■ **EXCERPTED RECORDS**

//! Comment listing and mutation pipeline.

use std::sync::Arc;

use serde::Serialize;
use tracing::{debug, info};

use super::required;
use crate::error::{AppError, AppResult};
use crate::gate;
use crate::models::{Comment, CreateComment, NewComment, VoteUpdate};
use crate::query::RawPageParams;
use crate::store::{Reference, Store};

/// One page of comments for an article.
#[derive(Debug, Clone, Serialize)]
pub struct CommentPage {
    pub comments: Vec<Comment>,

    /// Comments attached to the article across all pages.
    pub total_count: i64,
}

/// Comment service.
pub struct CommentService {
    store: Arc<dyn Store>,
}

impl CommentService {
    pub fn new(store: Arc<dyn Store>) -> Self {
        Self { store }
    }

    /// Comments for an article, newest first.
    pub async fn list_for_article(
        &self,
        article_id: i32,
        raw: &RawPageParams,
    ) -> AppResult<CommentPage> {
        let page = raw.validate()?;

        gate::require(self.store.as_ref(), &Reference::Article(article_id)).await?;

        let (comments, total_count) = tokio::try_join!(
            self.store.list_comments(article_id, &page),
            self.store.count_comments(article_id)
        )?;

        debug!(article_id, returned = comments.len(), total_count, "listed comments");

        Ok(CommentPage {
            comments,
            total_count,
        })
    }

    /// Post a comment once the article and author are known to exist.
    pub async fn create(&self, article_id: i32, input: CreateComment) -> AppResult<Comment> {
        let comment = NewComment {
            article_id,
            author: required(input.username, "username")?,
            body: required(input.body, "body")?,
        };

        gate::require_all(
            self.store.as_ref(),
            &[
                Reference::Article(article_id),
                Reference::user(comment.author.as_str()),
            ],
        )
        .await?;

        let comment = self.store.insert_comment(&comment).await?;
        info!(
            comment_id = comment.comment_id,
            article_id,
            author = %comment.author,
            "comment created"
        );

        Ok(comment)
    }

    /// Apply a signed vote delta and return the updated comment.
    pub async fn add_votes(&self, comment_id: i32, update: &VoteUpdate) -> AppResult<Comment> {
        let delta = update.delta()?;
        let reference = Reference::Comment(comment_id);

        gate::require(self.store.as_ref(), &reference).await?;

        let comment = self
            .store
            .add_comment_votes(comment_id, delta)
            .await?
            .ok_or(AppError::Missing(reference))?;
        debug!(comment_id, delta, votes = comment.votes, "comment votes adjusted");

        Ok(comment)
    }

    /// Delete a comment.
    pub async fn delete(&self, comment_id: i32) -> AppResult<()> {
        let reference = Reference::Comment(comment_id);

        gate::require(self.store.as_ref(), &reference).await?;

        if !self.store.delete_comment(comment_id).await? {
            return Err(AppError::Missing(reference));
        }
        info!(comment_id, "comment deleted");

        Ok(())
    }
}
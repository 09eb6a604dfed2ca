//! Gazette test utilities.
//!
//! An in-memory [`Store`](gazette_kernel::store::Store) with the same
//! observable behavior as the PostgreSQL store, and the seed fixture the
//! integration tests run against.

mod fixture;
mod memory;

pub use fixture::{SeedData, seed};
pub use memory::MemoryStore;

■ **YOUR GOAL**
Would you please write out the entries again exactly?

■ **SOLUTION**
//! Comment listing and mutation pipeline.

use std::sync::Arc;

use serde::Serialize;
use tracing::{debug, info};

use super::required;
use crate::error::{AppError, AppResult};
use crate::gate;
use crate::models::{Comment, CreateComment, NewComment, VoteUpdate};
use crate::query::RawPageParams;
use crate::store::{Reference, Store};

/// One page of comments for an article.
#[derive(Debug, Clone, Serialize)]
pub struct CommentPage {
    pub comments: Vec<Comment>,

    /// Comments attached to the article across all pages.
    pub total_count: i64,
}

/// Comment service.
pub struct CommentService {
    store: Arc<dyn Store>,
}

impl CommentService {
    pub fn new(store: Arc<dyn Store>) -> Self {
        Self { store }
    }

    /// Comments for an article, newest first.
    pub async fn list_for_article(
        &self,
        article_id: i32,
        raw: &RawPageParams,
    ) -> AppResult<CommentPage> {
        let page = raw.validate()?;

        gate::require(self.store.as_ref(), &Reference::Article(article_id)).await?;

        let (comments, total_count) = tokio::try_join!(
            self.store.list_comments(article_id, &page),
            self.store.count_comments(article_id)
        )?;

        debug!(article_id, returned = comments.len(), total_count, "listed comments");

        Ok(CommentPage {
            comments,
            total_count,
        })
    }

    /// Post a comment once the article and author are known to exist.
    pub async fn create(&self, article_id: i32, input: CreateComment) -> AppResult<Comment> {
        let comment = NewComment {
            article_id,
            author: required(input.username, "username")?,
            body: required(input.body, "body")?,
        };

        gate::require_all(
            self.store.as_ref(),
            &[
                Reference::Article(article_id),
                Reference::user(comment.author.as_str()),
            ],
        )
        .await?;

        let comment = self.store.insert_comment(&comment).await?;
        info!(
            comment_id = comment.comment_id,
            article_id,
            author = %comment.author,
            "comment created"
        );

        Ok(comment)
    }

    /// Apply a signed vote delta and return the updated comment.
    pub async fn add_votes(&self, comment_id: i32, update: &VoteUpdate) -> AppResult<Comment> {
        let delta = update.delta()?;
        let reference = Reference::Comment(comment_id);

        gate::require(self.store.as_ref(), &reference).await?;

        let comment = self
            .store
            .add_comment_votes(comment_id, delta)
            .await?
            .ok_or(AppError::Missing(reference))?;
        debug!(comment_id, delta, votes = comment.votes, "comment votes adjusted");

        Ok(comment)
    }

    /// Delete a comment.
    pub async fn delete(&self, comment_id: i32) -> AppResult<()> {
        let reference = Reference::Comment(comment_id);

        gate::require(self.store.as_ref(), &reference).await?;

        if !self.store.delete_comment(comment_id).await? {
            return Err(AppError::Missing(reference));
        }
        info!(comment_id, "comment deleted");

        Ok(())
    }
}
repository 09eb6a604dfed2ca
//! Gazette test utilities.
//!
//! An in-memory [`Store`](gazette_kernel::store::Store) with the same
//! observable behavior as the PostgreSQL store, and the seed fixture the
//! integration tests run against.

mod fixture;
mod memory;

pub use fixture::{SeedData, seed};
pub use memory::MemoryStore;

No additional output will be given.